Over the break, NYU Shanghai students clinched the silver medal at the 12th annual iGEM Giant Jamboree in Boston. Dubbed by some as “the world cup of science”, this year's event attracted over 4,000 participants from 250 schools around the world to work on synthetic biology projects aimed at solving real-world challenges.
As part of the competition, student teams had access to a catalog of more than 20,000 standard biological parts to build genetically engineered machines, or GEMs (not to be confused with GMOs). The NYUSH Team's bacterial music synthesizer, SYNTH, earned them a Silver medal and a Best Poster nomination. The second part of the project was a virtual reality simulation of the bacterial cell and biology lab.

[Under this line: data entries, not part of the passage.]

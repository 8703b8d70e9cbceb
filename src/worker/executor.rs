use std::process::Stdio;
use std::sync::{Arc, Mutex};
use std::time::Duration;

use tokio::io::{AsyncBufReadExt, AsyncRead, BufReader};
use tokio::process::Command;
use tokio::task::JoinHandle;
use tokio_util::sync::CancellationToken;
use uuid::Uuid;

use crate::config::ExecutorConfig;
use crate::scheduler::job::ExecutionResult;

/// How long output readers may drain after the process is gone.
const READER_GRACE: Duration = Duration::from_secs(1);

/// Output captured so far by a running execution.
///
/// Shared between the reader tasks and the stream refresher.
#[derive(Debug, Clone, Default)]
pub struct StreamBuffers {
    output: Arc<Mutex<String>>,
    error: Arc<Mutex<String>>,
}

impl StreamBuffers {
    pub fn new() -> Self {
        Self::default()
    }

    pub fn append_output(&self, text: &str) {
        append(&self.output, text);
    }

    pub fn append_error(&self, text: &str) {
        append(&self.error, text);
    }

    /// Copy of (output, error)
    pub fn snapshot(&self) -> (String, String) {
        (read(&self.output), read(&self.error))
    }
}

fn append(buffer: &Mutex<String>, text: &str) {
    match buffer.lock() {
        Ok(mut b) => b.push_str(text),
        Err(poisoned) => poisoned.into_inner().push_str(text),
    }
}

fn read(buffer: &Mutex<String>) -> String {
    match buffer.lock() {
        Ok(b) => b.clone(),
        Err(poisoned) => poisoned.into_inner().clone(),
    }
}

/// Result of job execution
#[derive(Debug)]
pub struct ExecutionOutcome {
    pub job_id: Uuid,
    pub result: ExecutionResult,
    pub exit_code: Option<i32>,
    pub output: String,
    pub error: String,
    /// Execution was ended by a stop request
    pub stopped: bool,
}

/// Runs a job configuration as a shell command.
///
/// Stdout and stderr are captured line by line into [`StreamBuffers`] while
/// the process runs, so partial output can be served before it ends.
#[derive(Debug, Clone)]
pub struct JobExecutor {
    config: ExecutorConfig,
}

impl Default for JobExecutor {
    fn default() -> Self {
        Self::new(ExecutorConfig::default())
    }
}

impl JobExecutor {
    pub fn new(config: ExecutorConfig) -> Self {
        Self { config }
    }

    /// Execute `command`, killing the process when `stop` is cancelled.
    pub async fn execute(
        &self,
        job_id: Uuid,
        command: &str,
        buffers: &StreamBuffers,
        stop: &CancellationToken,
    ) -> ExecutionOutcome {
        tracing::info!(job_id = %job_id, command, shell = %self.config.shell, "Executing job");

        let spawned = Command::new(&self.config.shell)
            .arg("-c")
            .arg(command)
            .stdin(Stdio::null())
            .stdout(Stdio::piped())
            .stderr(Stdio::piped())
            .kill_on_drop(true)
            .spawn();

        let mut child = match spawned {
            Ok(child) => child,
            Err(e) => {
                tracing::error!(job_id = %job_id, error = %e, "Job execution failed");
                buffers.append_error(&e.to_string());
                return Self::outcome(job_id, ExecutionResult::Failed, None, buffers, false);
            }
        };

        let mut readers = Vec::new();
        if let Some(stdout) = child.stdout.take() {
            let buffers = buffers.clone();
            readers.push(spawn_reader(stdout, move |line| buffers.append_output(line)));
        }
        if let Some(stderr) = child.stderr.take() {
            let buffers = buffers.clone();
            readers.push(spawn_reader(stderr, move |line| buffers.append_error(line)));
        }

        let (status, stopped) = tokio::select! {
            status = child.wait() => (Some(status), false),
            _ = stop.cancelled() => {
                tracing::info!(job_id = %job_id, "Stop requested, killing process");
                if let Err(e) = child.kill().await {
                    tracing::warn!(job_id = %job_id, error = %e, "Failed to kill process");
                }
                (None, true)
            }
        };

        finish_readers(readers, stopped).await;

        let (result, exit_code) = match status {
            Some(Ok(status)) if status.success() => (ExecutionResult::Ok, status.code()),
            Some(Ok(status)) => {
                let (_, error) = buffers.snapshot();
                if error.is_empty() {
                    buffers.append_error(&format!("Exit code: {:?}", status.code()));
                }
                (ExecutionResult::Failed, status.code())
            }
            Some(Err(e)) => {
                tracing::error!(job_id = %job_id, error = %e, "Waiting for process failed");
                buffers.append_error(&e.to_string());
                (ExecutionResult::Failed, None)
            }
            None => (ExecutionResult::Failed, None),
        };

        tracing::info!(
            job_id = %job_id,
            result = %result,
            exit_code = ?exit_code,
            stopped,
            "Job execution finished"
        );

        Self::outcome(job_id, result, exit_code, buffers, stopped)
    }

    fn outcome(
        job_id: Uuid,
        result: ExecutionResult,
        exit_code: Option<i32>,
        buffers: &StreamBuffers,
        stopped: bool,
    ) -> ExecutionOutcome {
        let (output, error) = buffers.snapshot();
        ExecutionOutcome {
            job_id,
            result,
            exit_code,
            output,
            error,
            stopped,
        }
    }
}

fn spawn_reader<R, F>(stream: R, mut sink: F) -> JoinHandle<()>
where
    R: AsyncRead + Unpin + Send + 'static,
    F: FnMut(&str) + Send + 'static,
{
    tokio::spawn(async move {
        let mut lines = BufReader::new(stream).lines();
        while let Ok(Some(line)) = lines.next_line().await {
            sink(&line);
            sink("\n");
        }
    })
}

// Background children of the shell can keep a pipe open after the shell
// itself exited, so readers only get a short grace period.
async fn finish_readers(readers: Vec<JoinHandle<()>>, stopped: bool) {
    for mut reader in readers {
        if stopped {
            reader.abort();
            continue;
        }
        if tokio::time::timeout(READER_GRACE, &mut reader).await.is_err() {
            reader.abort();
        }
    }
}
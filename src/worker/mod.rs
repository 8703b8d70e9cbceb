//! Local execution of claimed jobs.
//!
//! - [`JobExecutor`]: runs `<shell> -c <configuration>` and captures output
//!   incrementally into [`StreamBuffers`]
//! - [`LocalLauncher`]: the [`ExecutionLauncher`] that spawns executions,
//!   tracks them for stop/abandon and writes their result
//!
//! # Security Note
//!
//! Configurations are executed directly via shell without sandboxing.

pub mod executor;
pub mod launcher;

pub use executor::{ExecutionOutcome, JobExecutor, StreamBuffers};
pub use launcher::{ExecutionHandle, ExecutionLauncher, LocalLauncher};
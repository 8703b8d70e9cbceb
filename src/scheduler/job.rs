use std::fmt;

use chrono::{DateTime, Utc};
use serde::{Deserialize, Serialize};
use uuid::Uuid;

/// Outcome of a job execution. `None` until the job finished one way or another.
#[derive(Debug, Clone, Copy, PartialEq, Eq, Serialize, Deserialize)]
#[serde(rename_all = "SCREAMING_SNAKE_CASE")]
pub enum ExecutionResult {
    None,
    Ok,
    Failed,
}

impl ExecutionResult {
    pub fn has_finished(self) -> bool {
        self != ExecutionResult::None
    }
}

impl fmt::Display for ExecutionResult {
    fn fmt(&self, f: &mut fmt::Formatter<'_>) -> fmt::Result {
        match self {
            ExecutionResult::None => write!(f, "NONE"),
            ExecutionResult::Ok => write!(f, "OK"),
            ExecutionResult::Failed => write!(f, "FAILED"),
        }
    }
}

/// Which buffered stream a reader is interested in.
#[derive(Debug, Clone, Copy, PartialEq, Eq, Serialize, Deserialize)]
#[serde(rename_all = "SCREAMING_SNAKE_CASE")]
pub enum StreamKind {
    Output,
    Error,
}

/// Selection rule for the next job a claim tick picks up.
#[derive(Debug, Clone, Copy, PartialEq, Eq, Default, Serialize, Deserialize)]
#[serde(rename_all = "SCREAMING_SNAKE_CASE")]
pub enum ClaimStrategy {
    /// Oldest ready job by creation time
    #[default]
    OldestFirst,
    /// Oldest ready job whose owner has no running job
    OnePerOwner,
}

/// State enumeration of one job flavor.
///
/// Both flavors walk the same lifecycle; this trait maps the lifecycle's
/// abstract positions onto the concrete enum values so the transitions in
/// [`lifecycle`](crate::scheduler::lifecycle) are written once.
pub trait JobState:
    Copy + Eq + fmt::Debug + fmt::Display + Serialize + Send + Sync + 'static
{
    /// Flavor name used in logs and events
    const FLAVOR: &'static str;

    fn initial() -> Self;
    fn ready_to_start() -> Self;
    fn running() -> Self;
    fn cancel_requested() -> Self;
    /// Final state after a confirmed cancellation
    fn canceled() -> Self;
    /// Terminal state for an execution that ended with `result`
    fn ended(result: ExecutionResult) -> Self;
    fn is_terminal(self) -> bool;

    fn is_running(self) -> bool {
        self == Self::running()
    }
}

/// Orchestrator-side state of a scan job.
#[derive(Debug, Clone, Copy, PartialEq, Eq, Hash, Serialize, Deserialize)]
#[serde(rename_all = "SCREAMING_SNAKE_CASE")]
pub enum ScanJobState {
    Initializing,
    ReadyToStart,
    Started,
    CancelRequested,
    Ended,
}

impl fmt::Display for ScanJobState {
    fn fmt(&self, f: &mut fmt::Formatter<'_>) -> fmt::Result {
        match self {
            ScanJobState::Initializing => write!(f, "INITIALIZING"),
            ScanJobState::ReadyToStart => write!(f, "READY_TO_START"),
            ScanJobState::Started => write!(f, "STARTED"),
            ScanJobState::CancelRequested => write!(f, "CANCEL_REQUESTED"),
            ScanJobState::Ended => write!(f, "ENDED"),
        }
    }
}

impl JobState for ScanJobState {
    const FLAVOR: &'static str = "scan-job";

    fn initial() -> Self {
        ScanJobState::Initializing
    }

    fn ready_to_start() -> Self {
        ScanJobState::ReadyToStart
    }

    fn running() -> Self {
        ScanJobState::Started
    }

    fn cancel_requested() -> Self {
        ScanJobState::CancelRequested
    }

    // A cancel request is already final for scan jobs.
    fn canceled() -> Self {
        ScanJobState::CancelRequested
    }

    fn ended(_result: ExecutionResult) -> Self {
        ScanJobState::Ended
    }

    fn is_terminal(self) -> bool {
        matches!(self, ScanJobState::Ended | ScanJobState::CancelRequested)
    }
}

/// Execution-side state of a delegated work item.
#[derive(Debug, Clone, Copy, PartialEq, Eq, Hash, Serialize, Deserialize)]
#[serde(rename_all = "SCREAMING_SNAKE_CASE")]
pub enum WorkItemState {
    Created,
    ReadyToStart,
    Running,
    CancelRequested,
    Done,
    Failed,
    Canceled,
}

impl fmt::Display for WorkItemState {
    fn fmt(&self, f: &mut fmt::Formatter<'_>) -> fmt::Result {
        match self {
            WorkItemState::Created => write!(f, "CREATED"),
            WorkItemState::ReadyToStart => write!(f, "READY_TO_START"),
            WorkItemState::Running => write!(f, "RUNNING"),
            WorkItemState::CancelRequested => write!(f, "CANCEL_REQUESTED"),
            WorkItemState::Done => write!(f, "DONE"),
            WorkItemState::Failed => write!(f, "FAILED"),
            WorkItemState::Canceled => write!(f, "CANCELED"),
        }
    }
}

impl JobState for WorkItemState {
    const FLAVOR: &'static str = "work-item";

    fn initial() -> Self {
        WorkItemState::Created
    }

    fn ready_to_start() -> Self {
        WorkItemState::ReadyToStart
    }

    fn running() -> Self {
        WorkItemState::Running
    }

    fn cancel_requested() -> Self {
        WorkItemState::CancelRequested
    }

    fn canceled() -> Self {
        WorkItemState::Canceled
    }

    fn ended(result: ExecutionResult) -> Self {
        match result {
            ExecutionResult::Ok => WorkItemState::Done,
            ExecutionResult::Failed | ExecutionResult::None => WorkItemState::Failed,
        }
    }

    fn is_terminal(self) -> bool {
        matches!(
            self,
            WorkItemState::CancelRequested
                | WorkItemState::Done
                | WorkItemState::Failed
                | WorkItemState::Canceled
        )
    }
}

/// A job record as persisted in the shared store.
#[derive(Debug, Clone, PartialEq, Serialize, Deserialize)]
pub struct Job<S> {
    pub id: Uuid,
    pub owner: String,
    pub created_at: DateTime<Utc>,
    pub started_at: Option<DateTime<Utc>>,
    pub ended_at: Option<DateTime<Utc>>,
    pub execution_state: S,
    pub execution_result: ExecutionResult,
    configuration: String,
    pub result_payload: Option<String>,
    pub output_stream: String,
    pub error_stream: String,
    pub last_stream_update_at: Option<DateTime<Utc>>,
    pub last_stream_refresh_request_at: Option<DateTime<Utc>>,
    /// Execution allowed to write results and streams for this job
    pub current_execution: Option<Uuid>,
    /// Maintained by the store; a write must carry the version it read
    pub row_version: u64,
}

pub type ScanJob = Job<ScanJobState>;
pub type WorkItem = Job<WorkItemState>;

impl<S: JobState> Job<S> {
    pub fn new(owner: impl Into<String>, configuration: impl Into<String>) -> Self {
        Self::with_id(Uuid::new_v4(), owner, configuration, Utc::now())
    }

    pub fn with_id(
        id: Uuid,
        owner: impl Into<String>,
        configuration: impl Into<String>,
        created_at: DateTime<Utc>,
    ) -> Self {
        Self {
            id,
            owner: owner.into(),
            created_at,
            started_at: None,
            ended_at: None,
            execution_state: S::initial(),
            execution_result: ExecutionResult::None,
            configuration: configuration.into(),
            result_payload: None,
            output_stream: String::new(),
            error_stream: String::new(),
            last_stream_update_at: None,
            last_stream_refresh_request_at: None,
            current_execution: None,
            row_version: 0,
        }
    }

    /// What to execute. Written once at creation.
    pub fn configuration(&self) -> &str {
        &self.configuration
    }

    pub fn stream(&self, kind: StreamKind) -> &str {
        match kind {
            StreamKind::Output => &self.output_stream,
            StreamKind::Error => &self.error_stream,
        }
    }

    pub fn is_terminal(&self) -> bool {
        self.execution_state.is_terminal()
    }

    pub fn is_owned_by(&self, execution_id: Uuid) -> bool {
        self.current_execution == Some(execution_id)
    }
}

The NYU Shanghai silver medallists are Ann Yang, Christina Erwin, Zhang Zhan, Xiangci Li, Reida Akam, Han Su, Jinyu Zhu, Spencer Smith, Rachel Leoff. Most of them are spending the year studying away in NYU's global network. Wenshu Li, Jungseog Kang, Bruno Kruse and David Fitch advised and supported NYU Shanghai's student innovators.
Of all the 280 institutions registered at this year's event, 104 schools came from Asia, 72 from Europe, 20 from Latin America, 82 from North America and 2 from Africa.